« C’est un budget difficile et très exigeant pour les ménages, mais il contribue à préparer un avenir meilleur pour tous les Portugais », a assuré le Premier ministre, Pedro Passos Coelho, lors du débat parlementaire sur le budget. « Ce budget sera la clef pour conclure » comme prévu en juin 2014 le programme d’assistance internationale de 78 milliards d’euros et « fermer la porte de cette période de dépendance extrême » du Portugal, a-t-il fait valoir.
Poussé par la troïka (UE-FMI-BCE) de ses créanciers, le gouvernement de centre droit a administré au pays un traitement de choc, qui se traduit par un effort budgétaire de 3,9 milliards d’euros, soit 2,3 % du produit intérieur brut (PIB).

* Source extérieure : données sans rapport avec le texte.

//! Local edits that push through to the remote.

use crate::error::{Error, Result};
use crate::model::{ContentRecord, PostPatch};
use crate::remote::RemotePublisher;
use crate::storage::ContentStore;

/// Result of a local change that may have been mirrored on the remote.
#[derive(Debug, Clone)]
pub struct EditOutcome {
    pub record: ContentRecord,
    /// `None` when no push was attempted, otherwise whether it succeeded.
    pub remote_synced: Option<bool>,
}

/// Edit a record's title and/or body, then push the edit to its linked
/// remote post.
///
/// The local edit always lands and bumps `updated_at`. `last_synced_at` is
/// stamped only when the push succeeds; a failed push leaves the record
/// locally newer so the next sync retries it.
///
/// # Errors
///
/// Returns `InvalidArgument` when neither field is given, `PostNotFound`
/// when the record does not exist, or a store error.
pub async fn apply_local_edit<S, P>(
    store: &mut S,
    remote: &P,
    id: &str,
    title: Option<&str>,
    html_content: Option<&str>,
    actor: &str,
) -> Result<EditOutcome>
where
    S: ContentStore,
    P: RemotePublisher,
{
    if title.is_none() && html_content.is_none() {
        return Err(Error::InvalidArgument(
            "nothing to edit: pass a title or HTML content".to_string(),
        ));
    }
    if store.get_post(id)?.is_none() {
        return Err(Error::PostNotFound { id: id.to_string() });
    }

    let now = chrono::Utc::now().timestamp_millis();
    let patch = PostPatch {
        title: title.map(str::to_string),
        html_content: html_content.map(str::to_string),
        updated_at: Some(Some(now)),
        ..PostPatch::default()
    };
    let record = store.update_post(id, &patch, actor)?;

    let Some(remote_id) = record.remote_id.clone().filter(|id| !id.is_empty()) else {
        return Ok(EditOutcome {
            record,
            remote_synced: None,
        });
    };
    if !remote.is_configured() {
        tracing::debug!(record_id = %record.id, "Remote not configured, edit kept local");
        return Ok(EditOutcome {
            record,
            remote_synced: None,
        });
    }

    match remote
        .update(&remote_id, &record.title, &record.html_content, &record.labels())
        .await
    {
        Ok(_) => {
            let stamp = PostPatch {
                last_synced_at: Some(chrono::Utc::now().timestamp_millis()),
                ..PostPatch::default()
            };
            let record = store.update_post(id, &stamp, actor)?;
            tracing::info!(record_id = %record.id, remote_id = %remote_id, "Edit pushed to remote");
            Ok(EditOutcome {
                record,
                remote_synced: Some(true),
            })
        }
        Err(e) => {
            tracing::warn!(record_id = %record.id, remote_id = %remote_id, error = %e, "Edit saved locally but push failed");
            Ok(EditOutcome {
                record,
                remote_synced: Some(false),
            })
        }
    }
}
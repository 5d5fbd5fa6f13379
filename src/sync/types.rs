//! Reconciliation report types.
//!
//! These are the output contract of a sync run. Nothing here is persisted.

use serde::{Deserialize, Serialize};

use crate::model::{PostStatus, RemotePost};

/// How a local record was paired with a remote post.
#[derive(Debug, Clone, PartialEq)]
pub enum MatchResult {
    /// The record's `remote_id` points at a post that still exists.
    IdMatch(RemotePost),
    /// No usable link, but a remote title is similar enough.
    FuzzyTitleMatch { post: RemotePost, score: f64 },
    /// No link and no similar title.
    Unmatched,
    /// The record's `remote_id` points at a post that no longer exists.
    DeletedRemotely,
}

impl MatchResult {
    /// The paired remote post, if any.
    #[must_use]
    pub fn post(&self) -> Option<&RemotePost> {
        match self {
            Self::IdMatch(post) | Self::FuzzyTitleMatch { post, .. } => Some(post),
            Self::Unmatched | Self::DeletedRemotely => None,
        }
    }

    /// Storage-style name of the match kind.
    #[must_use]
    pub const fn kind(&self) -> &'static str {
        match self {
            Self::IdMatch(_) => "id_match",
            Self::FuzzyTitleMatch { .. } => "fuzzy_title_match",
            Self::Unmatched => "unmatched",
            Self::DeletedRemotely => "deleted_remotely",
        }
    }
}

/// Kind of divergence (or phase outcome) recorded in a report detail.
#[derive(Debug, Clone, Copy, PartialEq, Eq, Hash, Serialize, Deserialize)]
#[serde(rename_all = "snake_case")]
pub enum IssueType {
    /// Published locally, remote post is gone.
    DeletedRemotely,
    /// Unpublished record still points at a vanished remote post.
    StaleRemoteLink,
    /// Published locally but never linked or pushed live.
    MissingRemote,
    /// Published locally, remote copy is a draft.
    StatusMismatch,
    /// Published and live, but no URL recorded locally.
    MissingUrl,
    /// Live remotely, still draft or reviewed locally.
    UnpublishedLocally,
    /// Live URL or publish time changed on the remote.
    UrlRefreshed,
    /// Link restored from a fuzzy title match.
    LinkRepaired,
    /// Newer remote title or body copied into the local record.
    ContentPulled,
    /// Newer local title or body sent to the remote.
    ContentPushed,
    /// Sending newer local content to the remote failed.
    ContentPushFailed,
    /// Remote post with no local counterpart was imported.
    Imported,
    /// Unlinked local record was created on the remote as a draft.
    Pushed,
    /// Reconciling this record failed; see the detail's error.
    SyncFailed,
}

impl IssueType {
    #[must_use]
    pub const fn as_str(&self) -> &'static str {
        match self {
            Self::DeletedRemotely => "deleted_remotely",
            Self::StaleRemoteLink => "stale_remote_link",
            Self::MissingRemote => "missing_remote",
            Self::StatusMismatch => "status_mismatch",
            Self::MissingUrl => "missing_url",
            Self::UnpublishedLocally => "unpublished_locally",
            Self::UrlRefreshed => "url_refreshed",
            Self::LinkRepaired => "link_repaired",
            Self::ContentPulled => "content_pulled",
            Self::ContentPushed => "content_pushed",
            Self::ContentPushFailed => "content_push_failed",
            Self::Imported => "imported",
            Self::Pushed => "pushed",
            Self::SyncFailed => "sync_failed",
        }
    }
}

impl std::fmt::Display for IssueType {
    fn fmt(&self, f: &mut std::fmt::Formatter<'_>) -> std::fmt::Result {
        f.write_str(self.as_str())
    }
}

/// One entry in a sync report.
#[derive(Debug, Clone, PartialEq, Eq, Serialize, Deserialize)]
pub struct SyncDetail {
    /// Local record id (empty when an import failed before a record existed)
    pub record_id: String,
    pub title: String,
    pub issue: IssueType,
    pub prior_status: Option<PostStatus>,
    pub new_status: Option<PostStatus>,
    /// Human-readable description of what was done
    pub action: String,
    /// Failure message when the corrective action could not be applied
    #[serde(skip_serializing_if = "Option::is_none")]
    pub error: Option<String>,
}

impl SyncDetail {
    pub fn new(record_id: &str, title: &str, issue: IssueType, action: impl Into<String>) -> Self {
        Self {
            record_id: record_id.to_string(),
            title: title.to_string(),
            issue,
            prior_status: None,
            new_status: None,
            action: action.into(),
            error: None,
        }
    }

    #[must_use]
    pub fn with_statuses(mut self, prior: PostStatus, new: PostStatus) -> Self {
        self.prior_status = Some(prior);
        self.new_status = Some(new);
        self
    }

    #[must_use]
    pub fn with_error(mut self, error: impl ToString) -> Self {
        self.error = Some(error.to_string());
        self
    }

    #[must_use]
    pub fn is_failure(&self) -> bool {
        self.error.is_some()
    }
}

/// Result of a full reconciliation run.
#[derive(Debug, Clone, Default, PartialEq, Eq, Serialize, Deserialize)]
pub struct SyncReport {
    /// Records whose reconciliation changed something locally or remotely
    pub synced: usize,
    pub issues_found: usize,
    pub issues_fixed: usize,
    pub imported: usize,
    pub pushed: usize,
    /// Records (or remote posts) that could not be reconciled
    pub failed: usize,
    pub remote_live: usize,
    pub remote_draft: usize,
    pub local_checked: usize,
    pub details: Vec<SyncDetail>,
}

impl SyncReport {
    /// Nothing needed fixing and nothing failed.
    #[must_use]
    pub fn is_clean(&self) -> bool {
        self.synced == 0
            && self.issues_found == 0
            && self.imported == 0
            && self.pushed == 0
            && self.failed == 0
    }

    /// At least one record could not be reconciled.
    #[must_use]
    pub fn has_failures(&self) -> bool {
        self.failed > 0
    }

    /// Details of one issue type.
    pub fn details_of(&self, issue: IssueType) -> impl Iterator<Item = &SyncDetail> {
        self.details.iter().filter(move |d| d.issue == issue)
    }
}

/// Result of a light sync over linked records.
#[derive(Debug, Clone, Default, PartialEq, Eq, Serialize, Deserialize)]
pub struct LightSyncReport {
    /// Records whose reconciliation changed something
    pub synced_count: usize,
    /// Linked records fetched from the remote
    pub posts_checked: usize,
    /// Records skipped because the remote lookup failed
    pub skipped: usize,
    #[serde(skip_serializing_if = "Option::is_none")]
    pub message: Option<String>,
    pub details: Vec<SyncDetail>,
}
//! Input validation for CLI filters and arguments.
//!
//! Statuses resolve in three tiers: exact match, then synonym lookup, then
//! an error carrying the closest suggestion by edit distance.

use std::collections::{HashMap, HashSet};
use std::sync::LazyLock;

use crate::error::{Error, Result};
use crate::model::PostStatus;

pub static VALID_STATUSES: LazyLock<HashSet<&str>> =
    LazyLock::new(|| ["draft", "reviewed", "published"].into_iter().collect());

pub static STATUS_SYNONYMS: LazyLock<HashMap<&str, &str>> = LazyLock::new(|| {
    [
        ("live", "published"),
        ("public", "published"),
        ("posted", "published"),
        ("publish", "published"),
        ("approved", "reviewed"),
        ("ready", "reviewed"),
        ("review", "reviewed"),
        ("checked", "reviewed"),
        ("new", "draft"),
        ("pending", "draft"),
        ("wip", "draft"),
        ("unpublished", "draft"),
    ]
    .into_iter()
    .collect()
});

/// Normalize a status string via exact match or synonym lookup.
///
/// # Errors
///
/// Returns `InvalidStatus` with the closest valid value as a suggestion.
pub fn normalize_status(input: &str) -> Result<PostStatus> {
    let lower = input.trim().to_lowercase();

    if VALID_STATUSES.contains(lower.as_str()) {
        return Ok(PostStatus::from_db(&lower));
    }

    if let Some(&canonical) = STATUS_SYNONYMS.get(lower.as_str()) {
        return Ok(PostStatus::from_db(canonical));
    }

    Err(Error::InvalidStatus {
        value: input.to_string(),
        suggestion: find_closest_match(&lower, &VALID_STATUSES, &STATUS_SYNONYMS),
    })
}

/// Find the closest matching value across valid set and synonyms.
fn find_closest_match(
    input: &str,
    valid: &HashSet<&str>,
    synonyms: &HashMap<&str, &str>,
) -> Option<String> {
    let mut best: Option<(&str, usize)> = None;

    // Sorted so equal distances resolve the same way every time.
    let mut candidates: Vec<&str> = valid.iter().chain(synonyms.keys()).copied().collect();
    candidates.sort_unstable();

    for v in candidates {
        let dist = levenshtein_distance(input, v);
        if dist <= 3 && best.is_none_or(|(_, d)| dist < d) {
            // For synonyms, show what it maps to
            best = Some((synonyms.get(v).copied().unwrap_or(v), dist));
        }
    }

    best.map(|(v, _)| v.to_string())
}

/// Compute the Levenshtein edit distance between two strings.
#[must_use]
pub fn levenshtein_distance(a: &str, b: &str) -> usize {
    let a: Vec<char> = a.chars().collect();
    let b: Vec<char> = b.chars().collect();
    let a_len = a.len();
    let b_len = b.len();

    if a_len == 0 {
        return b_len;
    }
    if b_len == 0 {
        return a_len;
    }

    // Single-row optimization (O(min(m,n)) space)
    let mut prev: Vec<usize> = (0..=b_len).collect();
    let mut curr = vec![0; b_len + 1];

    for i in 1..=a_len {
        curr[0] = i;
        for j in 1..=b_len {
            let cost = usize::from(a[i - 1] != b[j - 1]);
            curr[j] = (prev[j] + 1) // deletion
                .min(curr[j - 1] + 1) // insertion
                .min(prev[j - 1] + cost); // substitution
        }
        std::mem::swap(&mut prev, &mut curr);
    }

    prev[b_len]
}

/// Find existing post IDs similar to the searched ID.
///
/// Returns up to `max` suggestions with edit distance ≤ 3,
/// sorted by distance then alphabetically.
#[must_use]
pub fn find_similar_ids(searched: &str, existing: &[String], max: usize) -> Vec<String> {
    let mut candidates: Vec<(usize, &str)> = existing
        .iter()
        .map(|id| (levenshtein_distance(searched, id), id.as_str()))
        .filter(|(dist, _)| *dist <= 3)
        .collect();

    candidates.sort_by(|a, b| a.0.cmp(&b.0).then_with(|| a.1.cmp(b.1)));

    candidates
        .into_iter()
        .take(max)
        .map(|(_, id)| id.to_string())
        .collect()
}

/// Build the not-found error for a post id, with suggestions when any
/// existing id is close.
#[must_use]
pub fn post_not_found(id: &str, existing: &[String]) -> Error {
    let similar = find_similar_ids(id, existing, 3);
    if similar.is_empty() {
        Error::PostNotFound { id: id.to_string() }
    } else {
        Error::PostNotFoundSimilar {
            id: id.to_string(),
            similar,
        }
    }
}

#[cfg(test)]
mod tests {
    use super::*;

    #[test]
    fn test_normalize_status() {
        assert_eq!(normalize_status("draft").unwrap(), PostStatus::Draft);
        assert_eq!(normalize_status("PUBLISHED").unwrap(), PostStatus::Published);
        assert_eq!(normalize_status("live").unwrap(), PostStatus::Published);
        assert_eq!(normalize_status("approved").unwrap(), PostStatus::Reviewed);
        assert_eq!(normalize_status(" new ").unwrap(), PostStatus::Draft);
    }

    #[test]
    fn test_normalize_status_suggests() {
        match normalize_status("publshed") {
            Err(Error::InvalidStatus { value, suggestion }) => {
                assert_eq!(value, "publshed");
                assert_eq!(suggestion.as_deref(), Some("published"));
            }
            other => panic!("expected InvalidStatus, got {other:?}"),
        }
        assert!(matches!(
            normalize_status("nonsense"),
            Err(Error::InvalidStatus { suggestion: None, .. })
        ));
    }

    #[test]
    fn test_levenshtein() {
        assert_eq!(levenshtein_distance("", ""), 0);
        assert_eq!(levenshtein_distance("abc", "abc"), 0);
        assert_eq!(levenshtein_distance("abc", "abd"), 1);
        assert_eq!(levenshtein_distance("kitten", "sitting"), 3);
    }

    #[test]
    fn test_find_similar_ids() {
        let ids = vec![
            "post_a1b2c3".to_string(),
            "post_a1b2c4".to_string(),
            "post_zzzzzz".to_string(),
        ];
        let result = find_similar_ids("post_a1b2c5", &ids, 3);
        assert_eq!(result, vec!["post_a1b2c3".to_string(), "post_a1b2c4".to_string()]);
    }

    #[test]
    fn test_post_not_found_variants() {
        let ids = vec!["post_a1b2c3".to_string()];
        assert!(matches!(
            post_not_found("post_a1b2c4", &ids),
            Error::PostNotFoundSimilar { .. }
        ));
        assert!(matches!(post_not_found("xyz", &ids), Error::PostNotFound { .. }));
    }
}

Des coupes dans les salaires et les retraites des fonctionnaires, la mise sous conditions de ressources des pensions de veuvage, le recul de l’âge de départ à la retraite à taux plein à 66 ans... le fardeau est très lourd pour les Portugais, qui ont déjà subi une hausse sensible des impôts cette année.
Les mesures ont provoqué une levée de boucliers des syndicats. Des milliers de manifestants devraient se rassembler aujourd’hui devant le Parlement pour protester contre le budget, qui doit être voté le même jour en première lecture. Le métro de Lisbonne était à l’arrêt jeudi en raison d’une grève antiaustérité.
« Ce n’est pas un budget de l’État, c’est un plan de coupes pour appauvrir notre pays », s’est emporté Antonio José Seguro, secrétaire général du Parti socialiste. Comme l’ensemble de l’opposition de gauche, le PS compte voter contre le budget, mais la coalition au pouvoir depuis juin 2011 dispose d’une confortable majorité et devrait le faire adopter sans difficulté.
Cette nouvelle cure de rigueur doit permettre au Portugal de ramener son déficit public à 4 % du PIB en 2014. Inflexible, la troïka avait refusé début octobre d’alléger cet objectif et de le porter à 4,5 %, comme l’avait réclamé Lisbonne.
Vifs échanges
Pour la plupart des analystes, cet objectif ambitieux est quasiment hors de portée. L’agence de notation financière Fitch prévoit ainsi un dérapage du déficit à 4,5 % en 2014, estimant que des « risques élevés » pèsent sur la mise en œuvre du budget, dont le manque de consensus politique autour du programme d’austérité.
Ces divergences se sont illustrées pendant le débat par de vifs échanges entre le Premier ministre et le chef de l’opposition socialiste. « En juin 2014, la troïka s’en ira, mais les problèmes resteront. Et nous aurons davantage de problèmes que quand la troïka est arrivée », a lancé M. Seguro. « C’est de la démagogie gratuite », a rétorqué M. Passos Coelho.
Mais le plus grand risque reste la Cour constitutionnelle, qui a censuré déjà plusieurs mesures d’austérité. En avril, la Cour avait rayé d’un trait de plume des économies évaluées à 1,3 milliard d’euros.
Parmi les nouvelles mesures susceptibles d’être censurées figurent l’allongement à 40 heures du travail hebdomadaire des fonctionnaires et les coupes dans leurs revenus et pensions, soit des économies chiffrées au total à 1,5 milliard d’euros.
« Les objectifs poursuivis pour 2014 nous semblent difficilement atteignables », a commenté Jésus Castillo, un analyste de Natixis. « De réels progrès ont été accomplis en matière de finances publiques, mais au prix d’une très profonde récession », relève-t-il. Et « les effets récessifs pourraient à nouveau avoir été sous-estimés » dans le budget 2014, prévient-il.
L’économie du Portugal est sortie de la récession au deuxième trimestre, et le gouvernement prévoit une croissance de 0,8 % en 2014. Mais le taux de chômage reste très élevé et ne devrait pas passer en dessous des 17,7 % l’an prochain.